За едой ей предоставлена полная свобода, она ест из персональной тарелки абсолютно то же, что и мы, и тем не менее считает своим долгом непременно залезть всеми четырьмя лапами к нам в блюда. Хуже всего, если на нее закричишь: она тут же делает под себя, то есть на стол! Сколько трагедий разыгрывается из-за этого:
— Если бы ты с самого начала дал ей лапши, она бы не написала тебе в тарелку…
— Но у нее же есть!
— Зато у чужих, как известно, всегда вкуснее.
— И вообще, надо лучше смотреть за своей скотиной…
— Она такая же моя, как и ваша. И потом, я же не нарочно.
— Раз ты с ней возишься, значит, твоя, — и т. д. и т. п.!
Тяжелее всего вечером, когда ее нужно укладывать спать. Она засыпает, уцепившись за меня, а когда я хочу положить ее, орет так, что нас засудило бы самое снисходительное общество защиты животных. Естественно, начинаются новые пререкания:
— Оставь ее, что она, мешает тебе!
— Благодарю покорно, пусть она на тебе виснет с утра до ночи! Я не собираюсь сидеть так до утра.
Однако хуже всего бывает, когда я собираюсь на охоту. Поначалу я прошу товарищей присмотреть за Титиной, что они и делают, пока я не скрываюсь из виду. Но уже в километре от лагеря в зарослях за спиной раздаются жалобные крики. Я прихожу в ярость:
— Титина, пошла вон!
Бросаю в нее камнем (мимо, конечно) и делаю страшные глаза. На мгновение воцаряется тишина, и я наивно полагаю, что она возвратилась на стоянку. Но через двести метров новый душещипательный концерт! Я не обращаю внимания и продолжаю идти, но крики делаются все более отчаянными. Что происходит? Может, она выдохлась или увидела змею?
— Титина, иди сюда!
Она не заставляет себя просить дважды и молниеносно усаживается на шею, держась за мои уши или за волосы. Лучше не придумаешь для охоты! Но это еще что! Едва я подкрадываюсь к дичи и поднимаю ружье, как Титина, в полной уверенности, что этот шест я принес для нее, прыгает на ствол и, усевшись на конце, страшно довольная, начинает гримасничать! Если я пытаюсь ее согнать, она начинает скулить, и тут уж самый глупый олень, не дожидаясь, чем кончится спор, убирается прочь.
В тот день Титина тоже пошла со мной поохотиться, и мне после долгих поисков, затянувшихся до сумерек, все же удается уложить оленя. Пока я отрезаю от туши ногу, она забирается на тамариндовое дерево полакомиться его кислыми плодами. Но тут с обычной для тропиков неожиданностью падает тьма, и, сколько я ни зову ее, она не слезает: макаки не способны передвигаться в темноте.

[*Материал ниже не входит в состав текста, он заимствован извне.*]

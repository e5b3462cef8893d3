//! Port trait for the inference engine.
//!
//! The bridge depends only on [`InferenceClient`]; concrete engines live in
//! infrastructure crates. Any retry policy belongs to the implementation, never
//! to the bridge.

use async_trait::async_trait;
use futures::stream::BoxStream;

use crate::{AggregateResponse, ChatPayload, InferenceError};

/// A finite, non-restartable, lazily pulled sequence of text fragments.
///
/// The stream may yield an error at any point, including before the first
/// fragment. Fragments yielded before an error remain valid. Dropping the
/// stream releases whatever upstream handle it holds.
pub type FragmentStream = BoxStream<'static, Result<String, InferenceError>>;

/// What a successful [`InferenceClient::invoke`] hands back.
pub enum InferenceOutput {
    /// The whole answer at once.
    Aggregate(AggregateResponse),
    /// Incremental fragments, pulled on demand.
    Stream(FragmentStream),
}

impl std::fmt::Debug for InferenceOutput {
    fn fmt(&self, f: &mut std::fmt::Formatter<'_>) -> std::fmt::Result {
        match self {
            InferenceOutput::Aggregate(a) => f.debug_tuple("Aggregate").field(a).finish(),
            InferenceOutput::Stream(_) => f.write_str("Stream(..)"),
        }
    }
}

/// Executes chat requests against an inference engine.
#[async_trait]
pub trait InferenceClient: Send + Sync {
    /// Starts one request.
    ///
    /// `streaming` is a preference: implementations should return
    /// [`InferenceOutput::Stream`] when it is `true` and
    /// [`InferenceOutput::Aggregate`] otherwise, but callers tolerate either.
    async fn invoke(
        &self,
        payload: &ChatPayload,
        streaming: bool,
    ) -> Result<InferenceOutput, InferenceError>;
}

После нескольких бесполезных попыток я возвращаюсь в лагерь, где эта новость встречается горестными восклицаниями. Наутро мы с Жоржем отправимся на поиски Титины, но лишь впустую будем звать ее в рощице, где я оставил ее накануне: она исчезла, наверное прибившись к стае своих диких сородичей. И хотя лагерь теперь нам кажется опустелым без нашего маленького тирана, все четверо мы сходимся на том, что это лучший конец, какой можно пожелать в истории с Титиной.